But Anita Wilson, of Cast-off Crafts, says: “They’re not staying long, they want to be served a bit quicker, there’s less time for our pace of life and the talking. This place has its own rhythm and it’s disrupted.”
The NC500 does bring business so she doesn’t want to sound churlish, but like many residents she complains about poor driving by those on the route. And a busy day sees the shelves of the shop stripped by 3pm, “like the locusts have been”.
The paintings of her neighbour Ishbel MacDonald show local scenes in soft colours. Her customers are usually people who roam the area for a few days then buy pictures that reflect the scenery they enjoy.
Not the NC500ers. “It’s quite superficial,” she says. “Because people are zooming through they don’t get to know the landscape, and the pictures don’t mean so much to them. I’m not sure the NC500 helps me.” 
On the outskirts of Durness is a cluster of campervans – a chance to ask if the folk in the big white boxes are rushing along the road. A sign on Ron and Joan Wood’s van says: “Adventure Before Dementia”. “We want to do the NC500 because we might not get another chance,” laughs Joan, who comes from Yorkshire. They are taking several weeks on the trip, as are their neighbours, fellow retirees Nigel and Lisa Simmons from South Wales. 
Nigel speaks for all four when he says: “We can stop where we like, for as long as we like. Taking our time: it’s definitely the best way to do it.” 
Just east of Durness I walk a superb beach enclosed by gnarly cliffs with turf at the back that’s perfect for camping. I feel a twinge of envy for the time-rich pensioners: I have to be in Wick that night.
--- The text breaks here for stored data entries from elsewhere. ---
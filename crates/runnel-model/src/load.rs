//! Reading a model description from disk.

use std::fs;
use std::io;
use std::path::Path;

use crate::error::ModelError;
use crate::model::Model;

/// Load and validate the model file at `path`.
///
/// The path is checked before it is opened so that the common
/// misconfigurations (no path, a missing file, a directory) produce a
/// message that names the problem rather than an operating system code.
pub fn load_model(path: &Path) -> Result<Model, ModelError> {
    if path.as_os_str().is_empty() {
        return Err(ModelError::EmptyPath);
    }
    let meta = match fs::metadata(path) {
        Ok(meta) => meta,
        Err(e) if e.kind() == io::ErrorKind::NotFound => {
            return Err(ModelError::FileNotFound {
                path: path.to_path_buf(),
            })
        }
        Err(e) => {
            return Err(ModelError::Io {
                path: path.to_path_buf(),
                reason: e.to_string(),
            })
        }
    };
    if meta.is_dir() {
        return Err(ModelError::IsDirectory {
            path: path.to_path_buf(),
        });
    }

    let text = fs::read_to_string(path).map_err(|e| ModelError::Io {
        path: path.to_path_buf(),
        reason: e.to_string(),
    })?;
    let model = Model::parse(&text)?;
    tracing::info!(
        path = %path.display(),
        subcatchments = model.subcatchments.len(),
        flow_units = %model.options.flow_units,
        duration_s = model.options.duration_seconds(),
        "model loaded"
    );
    Ok(model)
}
//! Benchmark profiles for the Runnel bridge.
//!
//! - [`catchment_model`]: a model of `n` subcatchments with varied area,
//!   imperviousness and slope, so the nonlinear solve sees a spread of
//!   states rather than `n` copies of one.
//! - [`design_storm`]: a triangular hyetograph to drive the engine with.

#![forbid(unsafe_code)]
#![deny(rustdoc::broken_intra_doc_links)]

use std::fmt::Write as _;

use runnel_model::{Model, ModelError};

/// Model text for `n` subcatchments over a six hour, 30 s step horizon.
pub fn catchment_text(n: usize) -> String {
    let mut text = String::from(
        "[TITLE]\nBenchmark catchment\n\n[OPTIONS]\nFLOW_UNITS CFS\nINFILTRATION HORTON\n\
         START_DATE 01/01/2024\nSTART_TIME 00:00:00\nEND_DATE 01/01/2024\nEND_TIME 06:00:00\n\
         ROUTING_STEP 0:00:30\n\n[RAINGAGES]\nRG1 INTENSITY 0:05 1.0 TIMESERIES TS1\n\
         RG2 INTENSITY 0:05 1.1 TIMESERIES TS1\n\n[SUBCATCHMENTS]\n",
    );
    for i in 0..n {
        let gage = if i % 2 == 0 { "RG1" } else { "RG2" };
        let area = 1.0 + (i % 7) as f64;
        let imperv = 10 + (i * 13) % 80;
        let width = 200.0 + 50.0 * (i % 5) as f64;
        let slope = 0.2 + 0.1 * (i % 9) as f64;
        let _ = writeln!(text, "S{i} {gage} OUT {area} {imperv} {width} {slope} 0");
    }
    text.push_str("\n[SUBAREAS]\n");
    for i in 0..n {
        let route = match i % 3 {
            0 => "OUTLET",
            1 => "IMPERVIOUS 40",
            _ => "PERVIOUS 60",
        };
        let _ = writeln!(text, "S{i} 0.012 0.15 0.06 0.2 25 {route}");
    }
    text.push_str("\n[INFILTRATION]\n");
    for i in 0..n {
        let _ = writeln!(text, "S{i} 3.0 0.5 4 7 0");
    }
    text
}

/// Parsed [`catchment_text`].
pub fn catchment_model(n: usize) -> Result<Model, ModelError> {
    Model::parse(&catchment_text(n))
}

/// Rainfall intensities for `steps` steps: zero, rising linearly to
/// `peak` at one third of the storm, then falling back to zero.
pub fn design_storm(steps: usize, peak: f64) -> Vec<f64> {
    let rise = (steps / 3).max(1) as f64;
    let fall = steps.saturating_sub(steps / 3).max(1) as f64;
    (0..steps)
        .map(|i| {
            let t = i as f64;
            if t <= rise {
                peak * t / rise
            } else {
                (peak * (1.0 - (t - rise) / fall)).max(0.0)
            }
        })
        .collect()
}
//! Nonlinear-reservoir runoff for one subcatchment.
//!
//! A subcatchment is split into three subareas: impervious without
//! depression storage, impervious with depression storage, and pervious.
//! Each subarea is a reservoir whose depth `d` obeys
//!
//! ```text
//! dd/dt = i - f - alpha * max(d - ds, 0)^(5/3)
//! ```
//!
//! with inflow `i` (rainfall plus water routed from the other subarea),
//! infiltration `f` (pervious only), depression storage `ds` and
//! `alpha = k * W * sqrt(S) / (A * n)` from Manning's equation. Each step
//! is integrated with backward Euler, solved by safeguarded Newton
//! iteration, so the scheme conserves mass for any step size.

use runnel_model::{RouteTo, Subcatchment};

use crate::horton::{Horton, HortonState};
use crate::units::Units;

const IMPERV0: usize = 0;
const IMPERV1: usize = 1;
const PERV: usize = 2;

const MANNING_EXPONENT: f64 = 5.0 / 3.0;
const NEWTON_MAX_ITER: usize = 50;
const NEWTON_TOL: f64 = 1e-12;

#[derive(Clone, Debug, PartialEq)]
struct SubareaParams {
    /// Area (ft² or m²).
    area: f64,
    /// Manning outflow coefficient (1/(s·ft^(2/3)) or SI equivalent).
    alpha: f64,
    /// Depression storage depth (ft or m).
    storage: f64,
}

/// Mutable per-subcatchment state, copied into staging each step.
#[derive(Clone, Copy, Debug, Default, PartialEq)]
pub struct SubcatchState {
    /// Ponded depth on each subarea (ft or m).
    pub depth: [f64; 3],
    /// Horton infiltration state of the pervious subarea.
    pub infil: HortonState,
    /// Water leaving one subarea for the other, applied on the next step (ft³ or m³).
    pub routed_volume: f64,
    /// Flow to the outlet at the end of the last step (cfs or cms).
    pub runoff: f64,
    /// Infiltration rate over the pervious subarea during the last step (ft/s or m/s).
    pub infil_rate: f64,
}

impl SubcatchState {
    /// Whether every state variable is finite.
    pub fn is_finite(&self) -> bool {
        self.depth.iter().all(|d| d.is_finite())
            && self.infil.capacity.is_finite()
            && self.infil.cumulative.is_finite()
            && self.routed_volume.is_finite()
            && self.runoff.is_finite()
    }
}

/// Volumes exchanged during one step (ft³ or m³).
#[derive(Clone, Copy, Debug, Default, PartialEq)]
pub struct StepFlux {
    /// Rainfall falling on the subcatchment.
    pub rainfall: f64,
    /// Water infiltrated on the pervious subarea.
    pub infiltration: f64,
    /// Water delivered to the outlet.
    pub runoff: f64,
}

impl std::ops::AddAssign for StepFlux {
    fn add_assign(&mut self, rhs: Self) {
        self.rainfall += rhs.rainfall;
        self.infiltration += rhs.infiltration;
        self.runoff += rhs.runoff;
    }
}

/// Static runoff parameters of one subcatchment in internal units.
#[derive(Clone, Debug, PartialEq)]
pub struct SubcatchmentRunoff {
    name: String,
    gage: usize,
    area: f64,
    subareas: [SubareaParams; 3],
    route_to: RouteTo,
    frac_routed: f64,
    horton: Horton,
}

impl SubcatchmentRunoff {
    /// Derive runoff parameters from a model subcatchment.
    pub fn new(sub: &Subcatchment, units: Units) -> Self {
        let area = units.area_to_internal(sub.area);
        let frac_imperv = sub.pct_imperv / 100.0;
        let frac_zero = sub.subarea.pct_zero / 100.0;
        let imperv_area = frac_imperv * area;
        let perv_area = area - imperv_area;
        let slope = sub.slope / 100.0;
        let alpha = |subarea_area: f64, n: f64| {
            if subarea_area > 0.0 {
                units.manning_factor() * sub.width * slope.sqrt() / (subarea_area * n)
            } else {
                0.0
            }
        };
        let imperv_alpha = alpha(imperv_area, sub.subarea.n_imperv);
        let subareas = [
            SubareaParams {
                area: imperv_area * frac_zero,
                alpha: imperv_alpha,
                storage: 0.0,
            },
            SubareaParams {
                area: imperv_area * (1.0 - frac_zero),
                alpha: imperv_alpha,
                storage: units.depth_to_internal(sub.subarea.s_imperv),
            },
            SubareaParams {
                area: perv_area,
                alpha: alpha(perv_area, sub.subarea.n_perv),
                storage: units.depth_to_internal(sub.subarea.s_perv),
            },
        ];
        Self {
            name: sub.name.clone(),
            gage: sub.gage,
            area,
            subareas,
            route_to: sub.subarea.route_to,
            frac_routed: sub.subarea.pct_routed / 100.0,
            horton: Horton::new(&sub.infiltration, units),
        }
    }

    /// Subcatchment name.
    pub fn name(&self) -> &str {
        &self.name
    }

    /// Index of the rain gage.
    pub fn gage(&self) -> usize {
        self.gage
    }

    /// Total area (ft² or m²).
    pub fn area(&self) -> f64 {
        self.area
    }

    /// Area of the pervious subarea (ft² or m²).
    pub fn pervious_area(&self) -> f64 {
        self.subareas[PERV].area
    }

    /// Dry initial state.
    pub fn initial_state(&self) -> SubcatchState {
        SubcatchState {
            infil: self.horton.initial_state(),
            ..SubcatchState::default()
        }
    }

    /// Water held on the surface or in transit between subareas (ft³ or m³).
    pub fn stored_volume(&self, state: &SubcatchState) -> f64 {
        self.subareas
            .iter()
            .zip(state.depth)
            .map(|(sa, d)| sa.area * d)
            .sum::<f64>()
            + state.routed_volume
    }

    /// Area-weighted mean ponded depth (ft or m).
    pub fn mean_depth(&self, state: &SubcatchState) -> f64 {
        let surface: f64 = self
            .subareas
            .iter()
            .zip(state.depth)
            .map(|(sa, d)| sa.area * d)
            .sum();
        surface / self.area
    }

    fn targets(&self) -> &[usize] {
        match self.route_to {
            RouteTo::Outlet => &[],
            RouteTo::Impervious => &[IMPERV0, IMPERV1],
            RouteTo::Pervious => &[PERV],
        }
    }

    /// Advance `state` by `dt` seconds under rainfall rate `rain` (ft/s or m/s).
    pub fn step(&self, state: &mut SubcatchState, rain: f64, dt: f64) -> StepFlux {
        let mut inflow = [rain; 3];

        let target_area: f64 = self.targets().iter().map(|&k| self.subareas[k].area).sum();
        if state.routed_volume > 0.0 && target_area > 0.0 {
            let rate = state.routed_volume / (target_area * dt);
            for &k in self.targets() {
                inflow[k] += rate;
            }
        }
        state.routed_volume = 0.0;

        let mut outflow = [0.0; 3];
        let mut infil_rate = 0.0;
        for (k, sa) in self.subareas.iter().enumerate() {
            if sa.area <= 0.0 {
                continue;
            }
            let mut available = state.depth[k] + inflow[k] * dt;
            if k == PERV {
                infil_rate = self.horton.infiltrate(&mut state.infil, available / dt, dt);
                available = (available - infil_rate * dt).max(0.0);
            }
            let depth = solve_depth(available, sa.storage, sa.alpha * dt);
            outflow[k] = (available - depth) * sa.area;
            state.depth[k] = depth;
        }
        if self.subareas[PERV].area <= 0.0 {
            self.horton.infiltrate(&mut state.infil, 0.0, dt);
        }

        let imperv_out = outflow[IMPERV0] + outflow[IMPERV1];
        let perv_out = outflow[PERV];
        let routable = if target_area > 0.0 {
            match self.route_to {
                RouteTo::Outlet => 0.0,
                RouteTo::Impervious => perv_out * self.frac_routed,
                RouteTo::Pervious => imperv_out * self.frac_routed,
            }
        } else {
            0.0
        };
        let to_outlet = imperv_out + perv_out - routable;
        state.routed_volume = routable;
        state.runoff = to_outlet / dt;
        state.infil_rate = infil_rate;

        StepFlux {
            rainfall: rain * self.area * dt,
            infiltration: infil_rate * self.subareas[PERV].area * dt,
            runoff: to_outlet,
        }
    }
}

/// Solve `x + c * max(x - ds, 0)^(5/3) = d0` for the end-of-step depth.
///
/// `c` is `alpha * dt`. The left side is increasing in `x`, so the root is
/// bracketed by `[ds, d0]` whenever `d0 > ds`.
fn solve_depth(d0: f64, ds: f64, c: f64) -> f64 {
    if d0 <= ds || c <= 0.0 {
        return d0;
    }
    let (mut lo, mut hi) = (ds, d0);
    let mut x = d0;
    for _ in 0..NEWTON_MAX_ITER {
        let excess = x - ds;
        let g = x + c * excess.powf(MANNING_EXPONENT) - d0;
        if g.abs() <= NEWTON_TOL * d0.max(1.0) {
            break;
        }
        if g > 0.0 {
            hi = x;
        } else {
            lo = x;
        }
        let dg = 1.0 + c * MANNING_EXPONENT * excess.powf(MANNING_EXPONENT - 1.0);
        let next = x - g / dg;
        x = if next > lo && next < hi {
            next
        } else {
            0.5 * (lo + hi)
        };
    }
    x
}

#[cfg(test)]
mod tests {
    use super::*;
    use runnel_model::{FlowUnits, HortonParams, Subarea};

    fn subcatchment(pct_imperv: f64, route_to: RouteTo) -> Subcatchment {
        Subcatchment {
            name: "S1".into(),
            gage: 0,
            outlet: "J1".into(),
            area: 5.0,
            pct_imperv,
            width: 500.0,
            slope: 0.5,
            curb_length: 0.0,
            subarea: Subarea {
                n_imperv: 0.01,
                n_perv: 0.1,
                s_imperv: 0.05,
                s_perv: 0.05,
                pct_zero: 25.0,
                route_to,
                pct_routed: 100.0,
            },
            infiltration: HortonParams {
                max_rate: 3.0,
                min_rate: 0.5,
                decay: 4.0,
                dry_time_days: 7.0,
                max_infil: 0.0,
            },
        }
    }

    fn units() -> Units {
        Units::new(FlowUnits::Cfs)
    }

    fn run(sub: &SubcatchmentRunoff, rain_in_hr: f64, steps: usize) -> (SubcatchState, StepFlux) {
        let mut state = sub.initial_state();
        let mut total = StepFlux::default();
        let rain = units().rate_to_internal(rain_in_hr);
        for _ in 0..steps {
            total += sub.step(&mut state, rain, 30.0);
        }
        (state, total)
    }

    #[test]
    fn no_rain_no_runoff() {
        let sub = SubcatchmentRunoff::new(&subcatchment(50.0, RouteTo::Outlet), units());
        let (state, flux) = run(&sub, 0.0, 10);
        assert_eq!(state.runoff, 0.0);
        assert_eq!(flux.runoff, 0.0);
        assert_eq!(state.depth, [0.0; 3]);
    }

    #[test]
    fn steady_rain_approaches_equilibrium_on_impervious() {
        let sub = SubcatchmentRunoff::new(&subcatchment(100.0, RouteTo::Outlet), units());
        let (state, _) = run(&sub, 1.0, 2 * 120);
        // Two hours of 1 in/hr on 5 impervious acres: inflow ~5.04 cfs.
        let inflow = units().rate_to_internal(1.0) * sub.area();
        assert!((state.runoff - inflow).abs() / inflow < 0.01);
    }

    #[test]
    fn pervious_rain_below_capacity_infiltrates_fully() {
        let sub = SubcatchmentRunoff::new(&subcatchment(0.0, RouteTo::Outlet), units());
        let (state, flux) = run(&sub, 0.2, 60);
        assert_eq!(state.runoff, 0.0);
        assert!((flux.infiltration - flux.rainfall).abs() < 1e-9 * flux.rainfall);
    }

    #[test]
    fn mass_is_conserved_with_internal_routing() {
        for route in [RouteTo::Outlet, RouteTo::Impervious, RouteTo::Pervious] {
            let sub = SubcatchmentRunoff::new(&subcatchment(40.0, route), units());
            let (state, flux) = run(&sub, 4.0, 200);
            let balance =
                flux.rainfall - flux.infiltration - flux.runoff - sub.stored_volume(&state);
            assert!(balance.abs() < 1e-9 * flux.rainfall, "{route:?}: {balance}");
        }
    }

    #[test]
    fn routing_to_pervious_reduces_outlet_flow() {
        let direct = SubcatchmentRunoff::new(&subcatchment(40.0, RouteTo::Outlet), units());
        let routed = SubcatchmentRunoff::new(&subcatchment(40.0, RouteTo::Pervious), units());
        let (_, a) = run(&direct, 1.0, 60);
        let (_, b) = run(&routed, 1.0, 60);
        assert!(b.runoff < a.runoff);
        assert!(b.infiltration > a.infiltration);
    }

    #[test]
    fn solve_depth_satisfies_reservoir_equation() {
        let (d0, ds, c) = (0.3, 0.01, 25.0);
        let x = solve_depth(d0, ds, c);
        assert!(x > ds && x < d0);
        let residual = x + c * (x - ds).powf(MANNING_EXPONENT) - d0;
        assert!(residual.abs() < 1e-10);
    }

    #[test]
    fn solve_depth_below_storage_is_identity() {
        assert_eq!(solve_depth(0.004, 0.005, 10.0), 0.004);
    }
}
At Bettyhill the scenery becomes duller but the road gets wider, and you can quickly pass the moors and the ugliness of Dounreay. I am aiming for Dunnet Bay Distillers, between Thurso and John O’ Groats. It was started in 2014 with a plan for owner Martin Murray to build it up for three years between stints offshore in the oil industry, then go full time. But Murray and his wife Claire hadn’t reckoned with the NC500 plus a sudden growth in the popularity of artisan gins such as theirs. 
In their first year they sold four times more than expected of their Rock Rose gin. “After six months I went full time – we went from a team of two and a one-eyed dog to a team of 12, including three full time,” says Murray. He thought he would struggle with on-site sales, but says the NC500 brought a surge. “We now typically sell in two days the amount that I had expected in the business plan to sell from the shop in a month.”
Beyond here is John O’ Groats. I arrive well primed to be disappointed, but I still am. There are nondescript shops, a chippy van and a vast empty car park before the famous finger-post. A shop assistant 
says the NC500 has boosted sales hugely. Weirdly, a shop selling all things 
Christmas for 12 months a year does well.
The next morning in Wick I seek out non-tourist business to see what they make of the NC500, but it’s hard to escape. At an ironmongers they say there’s more caravan and campervan users than ever coming in for items such as ropes and spades. At the Blythswood charity shop assistant manager Lorraine Mailey says: “All the tourists off the North Coast 500 love to come in for a good rummage.”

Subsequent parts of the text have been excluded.